Start of Block
//! Error types for cctalk-core

use std::fmt;

/// Result type alias for cctalk-core operations
pub type Result<T> = std::result::Result<T, Error>;

/// Checksum carried by a frame, for either message variant
#[derive(Debug, Clone, Copy, PartialEq, Eq)]
pub enum Checksum {
    /// CRC-16/CCITT value
    Crc16(u16),

    /// Simple zero-sum checksum byte
    Simple(u8),
}

impl fmt::Display for Checksum {
    fn fmt(&self, f: &mut fmt::Formatter<'_>) -> fmt::Result {
        match self {
            Self::Crc16(crc) => write!(f, "CRC 0x{:04X}", crc),
            Self::Simple(sum) => write!(f, "0x{:02X}", sum),
        }
    }
}

/// Core protocol errors
#[derive(Debug, Clone, PartialEq, Eq, thiserror::Error)]
pub enum Error {
    /// Frame is too short to be valid
    #[error("Message too short: expected at least {minimum} bytes, got {actual} bytes")]
    MessageTooShort {
        minimum: usize,
        actual: usize,
    },

    /// Declared data length does not match the frame length
    #[error("Length mismatch: data length byte declares {declared} data byte(s) but frame holds {actual}")]
    LengthMismatch {
        declared: usize,
        actual: usize,
    },

    /// Frame ended before all declared bytes were received
    #[error("Truncated message: expected {expected} bytes, received {actual}")]
    Truncated {
        expected: usize,
        actual: usize,
    },

    /// Checksum verification failed
    #[error("Checksum mismatch: expected {expected}, received {received}")]
    ChecksumMismatch {
        expected: Checksum,
        received: Checksum,
    },

    /// Builder is missing a required field
    #[error("Cannot build message: missing {0}")]
    MissingField(&'static str),

    /// Simple checksum messages need a non-zero source address
    #[error("Cannot build message: source address must not be 0")]
    InvalidSource,

    /// Payload too large
    #[error("Payload too large: {size} bytes (max: {max} bytes)")]
    PayloadTooLarge {
        size: usize,
        max: usize,
    },

    /// Unknown header code
    #[error("Unknown header code: {0}")]
    UnknownHeader(u8),
}

impl Error {
    /// Check if this is a framing error (the frame's shape is wrong)
    pub fn is_framing(&self) -> bool {
        matches!(
            self,
            Self::MessageTooShort { .. }
                | Self::LengthMismatch { .. }
                | Self::Truncated { .. }
        )
    }

    /// Check if this is an integrity error (the frame's shape is right, its content is not)
    pub fn is_checksum(&self) -> bool {
        matches!(self, Self::ChecksumMismatch { .. })
    }

    /// Check if this error was raised while building a message
    pub fn is_build(&self) -> bool {
        matches!(
            self,
            Self::MissingField(_) | Self::InvalidSource | Self::PayloadTooLarge { .. }
        )
    }
}

#[cfg(test)]
mod tests {
    use super::*;

    #[test]
    fn test_error_classification() {
        let framing = Error::LengthMismatch { declared: 3, actual: 2 };
        let checksum = Error::ChecksumMismatch {
            expected: Checksum::Crc16(0x3F46),
            received: Checksum::Crc16(0x3F47),
        };

        assert!(framing.is_framing());
        assert!(!framing.is_checksum());
        assert!(checksum.is_checksum());
        assert!(!checksum.is_framing());
        assert!(Error::MissingField("header").is_build());
    }

    #[test]
    fn test_checksum_mismatch_message() {
        let err = Error::ChecksumMismatch {
            expected: Checksum::Crc16(0x3F46),
            received: Checksum::Crc16(0x0046),
        };

        assert_eq!(
            err.to_string(),
            "Checksum mismatch: expected CRC 0x3F46, received CRC 0x0046"
        );
    }
}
End of Block
### Directions
Determine how many lines of the data contain the word "address", and reply with that number only.

### Exercise solution
2